The most common network visualization strategy.
Reading (Chapter 9), Recording, Rmarkdown
library("dplyr")
library("knitr")
library("ggplot2")
library("ggraph")
library("gridExtra")
library("networkD3")
library("tidygraph")
theme_set(theme_graph())
tidygraph
package.G_school <- as_tbl_graph(highschool) %>%
activate(edges) %>%
mutate(year = factor(year))
ggraph(G_school) +
geom_edge_link(aes(col = year), width = 0.1) +
geom_node_point()
G_flare <- tbl_graph(flare$vertices, flare$edges)
p1 <- ggraph(G_flare, 'tree') +
geom_edge_link() +
geom_node_label(aes(label = shortName), size = 3)
p2 <- ggraph(G_flare, 'tree', circular = TRUE) +
geom_edge_link() +
geom_node_label(aes(label = shortName), size = 3)
grid.arrange(p1, p2, ncol = 2)
In either trees or networks, attributes of nodes and edges can be encoded using size (node radius or edge width) or color.
The node-link representation is especially effective for the task of following paths. It’s an intuitive visualization for examining the local neighborhood of one node or describing the shortest path between two nodes.

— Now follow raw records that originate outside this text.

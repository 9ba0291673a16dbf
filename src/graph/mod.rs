//! Graph model, builder, and validator (§3, §4.3).

pub mod events;
#[cfg(feature = "kafka-backend")]
pub mod events_kafka;
#[cfg(feature = "redis-backend")]
pub mod events_redis;
pub mod listeners;
pub mod logging;
pub mod middleware;
pub mod node;
pub mod retry;
pub mod runner;
pub mod subgraph;
pub mod tool;

pub use node::Node;
pub use runner::GraphRunner;

use std::collections::HashMap;
use std::sync::Arc;

use crate::cache::{CachePolicy, IdempotencyStore, VectorCache};
use crate::error::{GraphError, GraphResult};
use crate::message::Message;
use events::EventBuses;
use listeners::ToolLifecycleListener;
use middleware::Middleware;
use node::GraphNode;
use retry::RetryPolicy;

/// Wildcard `from` endpoint matching any node id (§3).
pub const WILDCARD_FROM: &str = "*";

/// A directed transition from one node to another (§3).
pub struct Edge {
    pub from: String,
    pub to: String,
    pub priority: i32,
    pub is_fallback: bool,
    pub condition: Arc<dyn Fn(&Message) -> bool + Send + Sync>,
}

impl Edge {
    pub fn new(from: impl Into<String>, to: impl Into<String>, priority: i32) -> Self {
        Edge {
            from: from.into(),
            to: to.into(),
            priority,
            is_fallback: false,
            condition: Arc::new(|_| true),
        }
    }

    pub fn fallback(from: impl Into<String>, to: impl Into<String>, priority: i32) -> Self {
        Edge {
            from: from.into(),
            to: to.into(),
            priority,
            is_fallback: true,
            condition: Arc::new(|_| true),
        }
    }

    pub fn with_condition(mut self, condition: Arc<dyn Fn(&Message) -> bool + Send + Sync>) -> Self {
        self.condition = condition;
        self
    }
}

/// Immutable graph description (§3). Freely shared across concurrent runs.
pub struct Graph {
    pub id: String,
    pub entry_point: String,
    pub nodes: HashMap<String, GraphNode>,
    pub edges: Vec<Edge>,
    pub allow_cycles: bool,

    pub idempotency_store: Option<Arc<dyn IdempotencyStore>>,
    pub vector_cache: Option<Arc<dyn VectorCache>>,
    pub cache_policy: CachePolicy,
    pub event_buses: Option<EventBuses>,
    pub middleware: Vec<Arc<dyn Middleware>>,
    pub retry_policy: Option<RetryPolicy>,
    pub retry_enabled: Option<bool>,
    pub tool_lifecycle_listeners: Vec<Arc<dyn ToolLifecycleListener>>,
}

impl Graph {
    /// Edges where `from == node_id` or `from == "*"` (§4.12 edge selection).
    pub fn edges_from(&self, node_id: &str) -> Vec<&Edge> {
        self.edges
            .iter()
            .filter(|e| e.from == node_id || e.from == WILDCARD_FROM)
            .collect()
    }

    /// Whether retry is enabled for this graph: explicit `retry_enabled`, or
    /// unset with a policy present, or... the runner default otherwise
    /// applies (§4.8).
    pub fn retry_is_enabled(&self) -> bool {
        match self.retry_enabled {
            Some(v) => v,
            None => self.retry_policy.is_some(),
        }
    }
}

/// Builds a [`Graph`]: registers nodes keyed by id, appends edges, sets
/// optional collaborators, and validates tool resolvers at build time
/// (§4.5, §6: "throws on ERROR-level entries when registry is non-empty").
pub struct GraphBuilder {
    id: String,
    entry_point: Option<String>,
    nodes: HashMap<String, GraphNode>,
    edges: Vec<Edge>,
    allow_cycles: bool,
    idempotency_store: Option<Arc<dyn IdempotencyStore>>,
    vector_cache: Option<Arc<dyn VectorCache>>,
    cache_policy: CachePolicy,
    event_buses: Option<EventBuses>,
    middleware: Vec<Arc<dyn Middleware>>,
    retry_policy: Option<RetryPolicy>,
    retry_enabled: Option<bool>,
    tool_lifecycle_listeners: Vec<Arc<dyn ToolLifecycleListener>>,
    tool_resolvers_to_validate: Vec<Arc<dyn tool::ToolResolver>>,
}

impl GraphBuilder {
    pub fn new(id: impl Into<String>) -> Self {
        GraphBuilder {
            id: id.into(),
            entry_point: None,
            nodes: HashMap::new(),
            edges: Vec::new(),
            allow_cycles: false,
            idempotency_store: None,
            vector_cache: None,
            cache_policy: CachePolicy::default(),
            event_buses: None,
            middleware: Vec::new(),
            retry_policy: None,
            retry_enabled: None,
            tool_lifecycle_listeners: Vec::new(),
            tool_resolvers_to_validate: Vec::new(),
        }
    }

    pub fn entry_point(mut self, node_id: impl Into<String>) -> Self {
        self.entry_point = Some(node_id.into());
        self
    }

    pub fn allow_cycles(mut self, allow: bool) -> Self {
        self.allow_cycles = allow;
        self
    }

    pub fn add_node(mut self, node: GraphNode) -> Self {
        if let GraphNode::Tool(tool_node) = &node {
            self.tool_resolvers_to_validate.push(tool_node.resolver.clone());
        }
        self.nodes.insert(node.id().to_string(), node);
        self
    }

    pub fn add_edge(mut self, edge: Edge) -> Self {
        self.edges.push(edge);
        self
    }

    pub fn with_idempotency_store(mut self, store: Arc<dyn IdempotencyStore>) -> Self {
        self.idempotency_store = Some(store);
        self
    }

    pub fn with_vector_cache(mut self, cache: Arc<dyn VectorCache>) -> Self {
        self.vector_cache = Some(cache);
        self
    }

    pub fn with_cache_policy(mut self, policy: CachePolicy) -> Self {
        self.cache_policy = policy;
        self
    }

    pub fn with_event_buses(mut self, buses: EventBuses) -> Self {
        self.event_buses = Some(buses);
        self
    }

    pub fn with_middleware(mut self, middleware: Arc<dyn Middleware>) -> Self {
        self.middleware.push(middleware);
        self
    }

    pub fn with_retry_policy(mut self, policy: RetryPolicy) -> Self {
        self.retry_policy = Some(policy);
        self
    }

    pub fn with_retry_enabled(mut self, enabled: bool) -> Self {
        self.retry_enabled = Some(enabled);
        self
    }

    pub fn with_tool_lifecycle_listener(mut self, listener: Arc<dyn ToolLifecycleListener>) -> Self {
        self.tool_lifecycle_listeners.push(listener);
        self
    }

    /// Builds the graph, running `validate_graph` and tool-resolver
    /// validation (§4.3, §4.5, §6).
    pub fn build(self) -> GraphResult<Graph> {
        let entry_point = self
            .entry_point
            .ok_or_else(|| GraphError::validation("graph has no entry point"))?;

        let graph = Graph {
            id: self.id,
            entry_point,
            nodes: self.nodes,
            edges: self.edges,
            allow_cycles: self.allow_cycles,
            idempotency_store: self.idempotency_store,
            vector_cache: self.vector_cache,
            cache_policy: self.cache_policy,
            event_buses: self.event_buses,
            middleware: self.middleware,
            retry_policy: self.retry_policy,
            retry_enabled: self.retry_enabled,
            tool_lifecycle_listeners: self.tool_lifecycle_listeners,
        };

        validate_graph(&graph)?;

        for resolver in &self.tool_resolvers_to_validate {
            for finding in resolver.validate() {
                if finding.level == tool::ValidationLevel::Error {
                    return Err(GraphError::validation(format!(
                        "tool resolver '{}': {}",
                        resolver.display_name(),
                        finding.message
                    )));
                }
                tracing::warn!(resolver = %resolver.display_name(), message = %finding.message, "tool resolver validation warning");
            }
        }

        Ok(graph)
    }
}

/// Graph structural validation (§4.3): entry point present, every edge
/// endpoint (except wildcard `from`) resolves to a node, and (when cycles
/// are disallowed) the edge-induced digraph from the entry point is acyclic.
pub fn validate_graph(graph: &Graph) -> GraphResult<()> {
    if !graph.nodes.contains_key(&graph.entry_point) {
        return Err(GraphError::validation("entry point not found among nodes")
            .with_context("entry_point", graph.entry_point.clone()));
    }

    for edge in &graph.edges {
        if edge.from != WILDCARD_FROM && !graph.nodes.contains_key(&edge.from) {
            return Err(GraphError::validation("edge 'from' not found among nodes")
                .with_context("from", edge.from.clone()));
        }
        if !graph.nodes.contains_key(&edge.to) {
            return Err(GraphError::validation("edge 'to' not found among nodes")
                .with_context("to", edge.to.clone()));
        }
    }

    if !graph.allow_cycles {
        detect_cycle(graph)?;
    }

    Ok(())
}

fn detect_cycle(graph: &Graph) -> GraphResult<()> {
    #[derive(Clone, Copy, PartialEq)]
    enum Mark {
        Visiting,
        Done,
    }
    let mut marks: HashMap<&str, Mark> = HashMap::new();

    fn visit<'a>(
        graph: &'a Graph,
        node_id: &'a str,
        marks: &mut HashMap<&'a str, Mark>,
    ) -> GraphResult<()> {
        match marks.get(node_id) {
            Some(Mark::Done) => return Ok(()),
            Some(Mark::Visiting) => {
                return Err(GraphError::validation("cycle detected").with_context("node_id", node_id.to_string()))
            }
            None => {}
        }
        marks.insert(node_id, Mark::Visiting);
        for edge in graph.edges.iter().filter(|e| e.from == node_id) {
            visit(graph, edge.to.as_str(), marks)?;
        }
        marks.insert(node_id, Mark::Done);
        Ok(())
    }

    visit(graph, graph.entry_point.as_str(), &mut marks)
}

/// Edge selection (§4.12): from the current node, collect regular and
/// fallback edges, sort each by ascending priority, return the first
/// regular edge whose condition is true, else the first fallback, else
/// `None`.
pub fn select_next_edge<'a>(graph: &'a Graph, current_node_id: &str, message: &Message) -> Option<&'a Edge> {
    let mut candidates = graph.edges_from(current_node_id);
    candidates.sort_by_key(|e| e.priority);
    let (fallbacks, regulars): (Vec<&Edge>, Vec<&Edge>) = candidates.into_iter().partition(|e| e.is_fallback);
    if let Some(edge) = regulars.into_iter().find(|e| (e.condition)(message)) {
        return Some(edge);
    }
    fallbacks.into_iter().next()
}

#[cfg(test)]
mod tests {
    use super::*;
    use node::{AgentNode, OutputNode};
    use std::sync::Arc;

    struct EchoAgent;

    #[async_trait::async_trait]
    impl node::AgentCapability for EchoAgent {
        async fn invoke(&self, message: &Message) -> GraphResult<Message> {
            Ok(message.with_content("x"))
        }
    }

    fn simple_graph() -> Graph {
        GraphBuilder::new("g1")
            .entry_point("A")
            .add_node(GraphNode::Agent(Arc::new(AgentNode { id: "A".into(), agent: Arc::new(EchoAgent) })))
            .add_node(GraphNode::Output(Arc::new(OutputNode {
                id: "out".into(),
                selector: Arc::new(|m: &Message| serde_json::Value::String(m.content.clone())),
            })))
            .add_edge(Edge::new("A", "out", 0))
            .build()
            .unwrap()
    }

    #[test]
    fn validate_rejects_missing_entry_point() {
        let graph = GraphBuilder::new("g").entry_point("missing").build();
        assert!(graph.is_err());
    }

    #[test]
    fn validate_rejects_cycles_when_disallowed() {
        let result = GraphBuilder::new("g")
            .entry_point("A")
            .add_node(GraphNode::Agent(Arc::new(AgentNode { id: "A".into(), agent: Arc::new(EchoAgent) })))
            .add_node(GraphNode::Agent(Arc::new(AgentNode { id: "B".into(), agent: Arc::new(EchoAgent) })))
            .add_edge(Edge::new("A", "B", 0))
            .add_edge(Edge::new("B", "A", 0))
            .build();
        assert!(result.is_err());
    }

    #[test]
    fn allow_cycles_permits_a_cycle() {
        let result = GraphBuilder::new("g")
            .entry_point("A")
            .allow_cycles(true)
            .add_node(GraphNode::Agent(Arc::new(AgentNode { id: "A".into(), agent: Arc::new(EchoAgent) })))
            .add_node(GraphNode::Agent(Arc::new(AgentNode { id: "B".into(), agent: Arc::new(EchoAgent) })))
            .add_edge(Edge::new("A", "B", 0))
            .add_edge(Edge::new("B", "A", 0))
            .build();
        assert!(result.is_ok());
    }

    #[test]
    fn edge_selection_picks_lowest_priority_matching_condition() {
        let msg = Message::new("hi", "u").with_data("t", serde_json::Value::String("c".into()));
        let graph = GraphBuilder::new("g")
            .entry_point("classifier")
            .add_node(GraphNode::Agent(Arc::new(AgentNode { id: "classifier".into(), agent: Arc::new(EchoAgent) })))
            .add_node(GraphNode::Agent(Arc::new(AgentNode { id: "a".into(), agent: Arc::new(EchoAgent) })))
            .add_node(GraphNode::Agent(Arc::new(AgentNode { id: "b".into(), agent: Arc::new(EchoAgent) })))
            .add_node(GraphNode::Agent(Arc::new(AgentNode { id: "default".into(), agent: Arc::new(EchoAgent) })))
            .add_edge(Edge::new("classifier", "a", 0).with_condition(Arc::new(|m| m.data.get("t").and_then(|v| v.as_str()) == Some("a"))))
            .add_edge(Edge::new("classifier", "b", 1).with_condition(Arc::new(|m| m.data.get("t").and_then(|v| v.as_str()) == Some("b"))))
            .add_edge(Edge::fallback("classifier", "default", 0))
            .build()
            .unwrap();
        let edge = select_next_edge(&graph, "classifier", &msg).unwrap();
        assert_eq!(edge.to, "default");

        let msg_a = Message::new("hi", "u").with_data("t", serde_json::Value::String("a".into()));
        let edge_a = select_next_edge(&graph, "classifier", &msg_a).unwrap();
        assert_eq!(edge_a.to, "a");
    }

    #[test]
    fn linear_graph_builds_ok() {
        let graph = simple_graph();
        assert_eq!(graph.entry_point, "A");
    }
}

In node-link diagrams, spatial position is subtle. It does not directly encode any attribute in the dataset, but layout algorithms (i.e., algorithms that try to determine the spatial positions of nodes in a node-link diagram) try to ensure that nodes that are close to one another in the shortest-path-sense also appear close to one another on the page.
p1 <- ggraph(G_school, layout = "kk") +
geom_edge_link(aes(col = year), width = 0.1) +
geom_node_point()
p2 <- ggraph(G_school, layout = "fr") +
geom_edge_link(aes(col = year), width = 0.1) +
geom_node_point()
grid.arrange(p1, p2, ncol = 2)
One common layout algorithm uses force-directed placement. The edges here are interpreted as physical springs, and the node positions are iteratively updated according to the forces induced by the springs.
Here is an interactive force-directed layout of the network from above, generated using the networkD3 package.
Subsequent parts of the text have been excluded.